Early in the morning of April 1, NATO planes destroyed both
spans of the bridge, which linked Novi Sad, Serbia's second-largest
city, with Petrovaradin and its famous medieval fortress, which
hugs the heights commanding the river. On April 3, NATO planes
destroyed a second, newer bridge, leaving one narrow span -- though
damaged in one lane -- for vehicle and railroad traffic.
The wreckage has also completely blocked the Danube, trapping
dozens of ships and tons of freight on either side of Novi Sad,
about 50 miles northwest of Belgrade. Every year about 10 million
tons of goods, mostly grain, coal and ores, travel up and down the
Danube.
NATO officials said the bridges were a crucial resupply link
from rich northern Vojvodina to Yugoslav forces fighting in
southern Kosovo. But Serbian officials -- and outraged citizens --
saw the destruction of the bridges as the beginning of what they
consider to be NATO's targeting of civilian infrastructure.
Students in Novi Sad, the capital of Vojvodina province, began a
protest campaign, including a nightly vigil on the last remaining
bridge, to try to keep NATO from destroying that one too.
For Nenad Kotovic, 25, a literature student with muscular
dystrophy, the loss of the bridges is more than a civic or cultural
tragedy. He is supposed to get regular treatment at a hospital in
Petrovaradin, he said Monday, "and how must I go there?"
In fact, he admits, he still can get there, but with enormous
difficulty. Traffic is restricted on the last of Novi Sad's
bridges, and people are so crammed onto the ferry, standing all the
way, that it worsens his illness, Kotovic said.
"This is useless destruction," he said. "What have these
bridges to do with Kosovo? It's just a form of torture for the
Serbs."
As for Kosovo itself, he said, Serbia would keep "what has been
ours for centuries." Asked about the reports of the expulsion of
ethnic Albanians, he said, "It is NATO that has destroyed the
friendship between the two peoples." No ethnic purging then? "I
don't know," he finally said. "I don't think so."

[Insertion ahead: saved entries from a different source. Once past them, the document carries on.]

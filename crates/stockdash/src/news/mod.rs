//! News headline sources
//!
//! Three interchangeable strategies share the [`HeadlineSource`] seam:
//! - [`GoogleNewsSearch`]: Google News RSS search for a query string
//! - [`YahooNewsScraper`]: Yahoo Finance stock-market news page, filtered by ticker
//! - [`FinnhubNews`]: Finnhub company news (needs an API key)
//!
//! Headlines keep the order the source returned them in. A query with no
//! matches is an empty vector rather than an error.

pub mod finnhub;
pub mod google;
pub mod yahoo;

use async_trait::async_trait;
use reqwest::Client;
use serde::{Deserialize, Serialize};
use std::fmt;
use std::str::FromStr;

use crate::config::DashConfig;
use crate::error::{DashError, Result};
use crate::models::Headline;

pub use finnhub::FinnhubNews;
pub use google::GoogleNewsSearch;
pub use yahoo::YahooNewsScraper;

/// Anything that can turn a query into headlines
#[cfg_attr(test, mockall::automock)]
#[async_trait]
pub trait HeadlineSource: Send + Sync {
    /// Headlines relevant to `query`, in source order
    async fn headlines(&self, query: &str) -> Result<Vec<Headline>>;

    /// General stock-market headlines
    async fn market_headlines(&self) -> Result<Vec<Headline>>;

    /// Human readable source name
    fn name(&self) -> &'static str;
}

/// Which headline strategy a page should use
#[derive(Debug, Clone, Copy, Default, PartialEq, Eq, Hash, Serialize, Deserialize)]
#[serde(rename_all = "lowercase")]
pub enum NewsSource {
    #[default]
    Google,
    Yahoo,
    Finnhub,
}

impl fmt::Display for NewsSource {
    fn fmt(&self, f: &mut fmt::Formatter<'_>) -> fmt::Result {
        let name = match self {
            Self::Google => "google",
            Self::Yahoo => "yahoo",
            Self::Finnhub => "finnhub",
        };
        f.write_str(name)
    }
}

impl FromStr for NewsSource {
    type Err = DashError;

    fn from_str(s: &str) -> Result<Self> {
        match s.trim().to_lowercase().as_str() {
            "google" | "g" => Ok(Self::Google),
            "yahoo" | "y" => Ok(Self::Yahoo),
            "finnhub" | "f" => Ok(Self::Finnhub),
            other => Err(DashError::Config(format!(
                "Unknown news source '{other}' (expected google, yahoo or finnhub)"
            ))),
        }
    }
}

/// HTTP client shared by the page-fetching sources
pub(crate) fn http_client(config: &DashConfig) -> Result<Client> {
    Client::builder()
        .timeout(config.request_timeout)
        .user_agent(config.user_agent.as_str())
        .build()
        .map_err(|e| DashError::Config(format!("Failed to build HTTP client: {e}")))
}

/// GET `url` and return the body, mapping transport and status failures to `Fetch`
pub(crate) async fn fetch_text(client: &Client, url: &str) -> Result<String> {
    let response = client
        .get(url)
        .send()
        .await
        .map_err(|e| DashError::Fetch(format!("Failed to load page {url}: {e}")))?;

    let status = response.status();
    if !status.is_success() {
        return Err(DashError::Fetch(format!(
            "Failed to load page {url}. Status code: {status}"
        )));
    }

    response
        .text()
        .await
        .map_err(|e| DashError::Fetch(format!("Failed to read body of {url}: {e}")))
}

Kotovic spoke by the edge of the bridge, where it disappears
into the water. On what remains, there is a display of sculpture:
large papier-mache skulls; two wolves locked in combat, one biting
the throat of the other; and a Giacometti-like figure holding what
appears to be a sacrificed Paschal lamb, a reference to the recent
Orthodox Easter.
Kotovic was drawn here out of curiosity when he saw a busload of
journalists scurrying around. Brought on another of the Yugoslav
Army Press Center's tours of NATO bomb damage, the reporters were
told by their minders: "This is a group regime. No one is allowed
to work on their own."
But as usual, the minders were not terribly strict, though time
here was short. The purpose of the visit was to show the damage
inflicted early Monday morning, by a NATO missile, to a lovely
modernist building, constructed in the late 1930s, that houses the
Vojvodina provincial government.
The missile nearly missed the building, hitting the top floor
and causing moderate damage, though a lot of glass was broken
throughout and plaster fell in huge chunks from ceilings. A chunk
of beige missile, with a red stripe, bore the number EB02318. It
hit at about 1:30 a.m., when the building was empty, and no one was
hurt, the authorities said.
When reporters arrived Monday, employees were carting out
computers and electric typewriters. They had also salvaged a metal
bust of Tito, whose Yugoslavia has been dismembered over the last
10 years of fratricide.
There seemed no question in the minds of the Serbian authorities
that the missile might have been aimed to hit something else; there
were no other obvious targets nearby.
The damage outraged the head of the province's executive
council, Bosko Perosevic, who called it "an attack on Europe
itself, on one of the finest administrative buildings in Europe."
He called it "a special shame for the European countries of NATO"
and insisted that it was "a purely civilian building."
There was no evidence that the building contained anything other
than offices. Dr. Zdenka Milosavljevic, who runs the social welfare
and health department, was clearing out personal effects from her
office, which was carpeted with broken glass and plaster.
"We protect human beings here and their human rights," she
said furiously. "You see what they've done to us. What's the point
of hitting these offices? What were they thinking?"